Hence, this study aims to evaluate the potential of ncRNA expression profiles as predictive biomarkers for AD. RNA sequencing data of AD and control blood samples were downloaded from the NCBI Sequence Read Archive (SRA). The dataset was analyzed to quantify expression levels of lncRNA, piRNA, and snoRNA. Weighted gene co-expression network analysis revealed co-expression modules correlating strongly with AD. Furthermore, ncRNA expression profiles were used to train supervised machine-learning algorithms. A nested cross-validation approach was used to benchmark model performances. We evaluated the diagnostic potential of ncRNA expression profiles, including single-gene, multi-gene, and module-level models. Through this investigation, we provide compelling evidence that ncRNA signatures can serve as reliable biomarkers for predicting AD, potentially offering novel insights into disease progression and therapeutic targets of AD.

2. Materials and Methods

2.1. Data Acquisition

RNA sequencing data were obtained from a publicly available dataset from the NCBI SRA database (https://www.ncbi.nlm.nih.gov/sra) under project accession SRP022043 (https://www.ncbi.nlm.nih.gov/Traces/study/?acc=SRP022043&o=acc_s%3Aa) (accessed on 3 March 2025) and SRP288246 (https://www.ncbi.nlm.nih.gov/bioproject/PRJNA670793) (accessed on 20 May 2025) [18,19]. The main study includes 70 individuals, comprising 48 Alzheimer’s disease patients and 22 healthy controls. Plasma samples were sequenced using the Illumina HiSeq 2000 platform (San Diego, CA, USA) in a single-end format. An additional 50 samples, including 25 diseased patients and 22 healthy controls, were processed similarly from the secondary dataset. Postmortem brain samples were sequenced using the Illumina HiSeq 4000 platform in single-end format. FASTQ files were downloaded and extracted using SRA Toolkit v3.2.0 [20].

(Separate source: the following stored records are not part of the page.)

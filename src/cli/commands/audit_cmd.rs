//! `pwvault audit`: show the history of vault operations.
//!
//! Usage:
//!   pwvault audit               # last 50 operations
//!   pwvault audit --last 20
//!   pwvault audit --since 7d

use chrono::{DateTime, TimeDelta, Utc};

#[cfg(feature = "audit-log")]
use crate::audit::{AuditEntry, AuditLog};
use crate::cli::Cli;
use crate::errors::{Result, VaultError};

/// Execute the `audit` command.
#[cfg(feature = "audit-log")]
pub fn execute(cli: &Cli, last: usize, since: Option<&str>) -> Result<()> {
    use crate::cli::{load_settings, output, vault_dir};

    let settings = load_settings()?;
    let dir = vault_dir(cli, &settings)?;
    if !dir.exists() {
        return Err(VaultError::VaultNotProvisioned);
    }

    let audit = AuditLog::open(&dir)
        .ok_or_else(|| VaultError::AuditError("failed to open audit database".into()))?;

    let since = since.map(parse_duration).transpose()?;
    let entries = audit.query(last, since)?;

    if entries.is_empty() {
        output::info("No audit entries found.");
        return Ok(());
    }

    print_audit_table(&entries);
    Ok(())
}

/// Without the `audit-log` feature there is nothing to show.
#[cfg(not(feature = "audit-log"))]
pub fn execute(_cli: &Cli, _last: usize, since: Option<&str>) -> Result<()> {
    if let Some(s) = since {
        parse_duration(s)?;
    }
    Err(VaultError::AuditError(
        "this build of pwvault has no audit log (enable the `audit-log` feature)".into(),
    ))
}

/// Parse "7d", "24h" or "30m" into the instant that long ago.
fn parse_duration(input: &str) -> Result<DateTime<Utc>> {
    let input = input.trim();
    let invalid = || {
        VaultError::CommandFailed(format!(
            "invalid duration '{input}' (use a form like 7d, 24h or 30m)"
        ))
    };

    let (num_str, unit) = match input.char_indices().last() {
        Some((i, c @ ('d' | 'h' | 'm'))) => (&input[..i], c),
        _ => return Err(invalid()),
    };
    let num: i64 = num_str.parse().map_err(|_| invalid())?;

    let duration = match unit {
        'd' => TimeDelta::try_days(num),
        'h' => TimeDelta::try_hours(num),
        _ => TimeDelta::try_minutes(num),
    }
    .ok_or_else(invalid)?;

    Utc::now().checked_sub_signed(duration).ok_or_else(invalid)
}

#[cfg(feature = "audit-log")]
fn print_audit_table(entries: &[AuditEntry]) {
    use comfy_table::{ContentArrangement, Table};
    use console::style;

    let mut table = Table::new();
    table.set_content_arrangement(ContentArrangement::Dynamic);
    table.set_header(vec!["Time", "Operation", "Document", "Service", "Details"]);

    for entry in entries {
        table.add_row(vec![
            entry.timestamp.format("%Y-%m-%d %H:%M:%S").to_string(),
            colorize_operation(&entry.operation),
            entry.document.clone(),
            entry.service.clone().unwrap_or_else(|| "-".into()),
            entry.details.clone().unwrap_or_else(|| "-".into()),
        ]);
    }

    println!(
        "{}",
        style(format!("{} audit entries:", entries.len())).bold()
    );
    println!("{table}");
}

#[cfg(feature = "audit-log")]
fn colorize_operation(op: &str) -> String {
    use console::style;

    match op {
        "init" | "add" => style(op).green().to_string(),
        "set" | "edit" => style(op).blue().to_string(),
        "delete" => style(op).red().to_string(),
        "rotate-key" => style(op).yellow().to_string(),
        "export" | "import" | "copy" => style(op).cyan().to_string(),
        _ => op.to_string(),
    }
}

2.2. Quality Control and Preprocessing

Quality control was performed using FastQC v0.12.1 to assess sequencing read quality [21]. Samples were assessed based on per-base sequence quality, per-sequence quality, sequencing content, overrepresented sequences, and adapter content. Samples SRR837499, SRR837500, and SRR837504 were discarded due to low average per-sequence Phred quality scores. The remainder samples were trimmed using cutadapt v1.18 to remove adapter sequences and to filter reads using a Phred score threshold of 20 and a read length filter of 18 base pairs [22].

2.3. Alignment to Reference Genome and Feature Annotation

Trimmed reads were aligned to the human reference genome (hg38) using STAR v2.7.2b [23]. The resulting BAM files were sorted by genomic coordinates and mapped to the annotated ncRNA feature from the DASHR v2.0 annotation database for lncRNAs, piRNAs, and snoRNAs [24]. Bedtools v2.26.0 was used to calculate coverage per feature, resulting in raw read counts for downstream analysis [25].

2.4. Differential Expression Analysis and WGCNA

Differential expression analysis was performed using DESeq2 v1.46.0 in R [26]. Normalization and dispersion estimation were performed, and differentially expressed genes (DEGs) in AD samples were identified with a threshold of log2 fold change ≥ 0.6 and adjusted p-value ≤ 0.05. Weighted gene co-expression network analysis (WGCNA) was performed using WGCNA 1.73 to identify ncRNA co-expression modules associated with Alzheimer’s pathology [27]. Module detection and eigengene computation were conducted using the blockwise modules function with a soft-threshold power of 12, a minimum module size of 30, and hierarchical clustering with dynamic tree cutting. Hypergeometric testing was performed to evaluate the statistical significance of gene overlap between the discovery and validation datasets based on the total number of genes tested and the number of differentially expressed genes in each dataset.

2.5. Machine-Learning Models and Feature Importance

To classify Alzheimer’s disease samples based on gene expression profiles, we trained supervised machine-learning Random Forest (RF) models using the Python module scikit-learn 1.6.1 [28]. Models were trained using 70% of the data and evaluated on the remaining 30% using stratified fold cross-validation.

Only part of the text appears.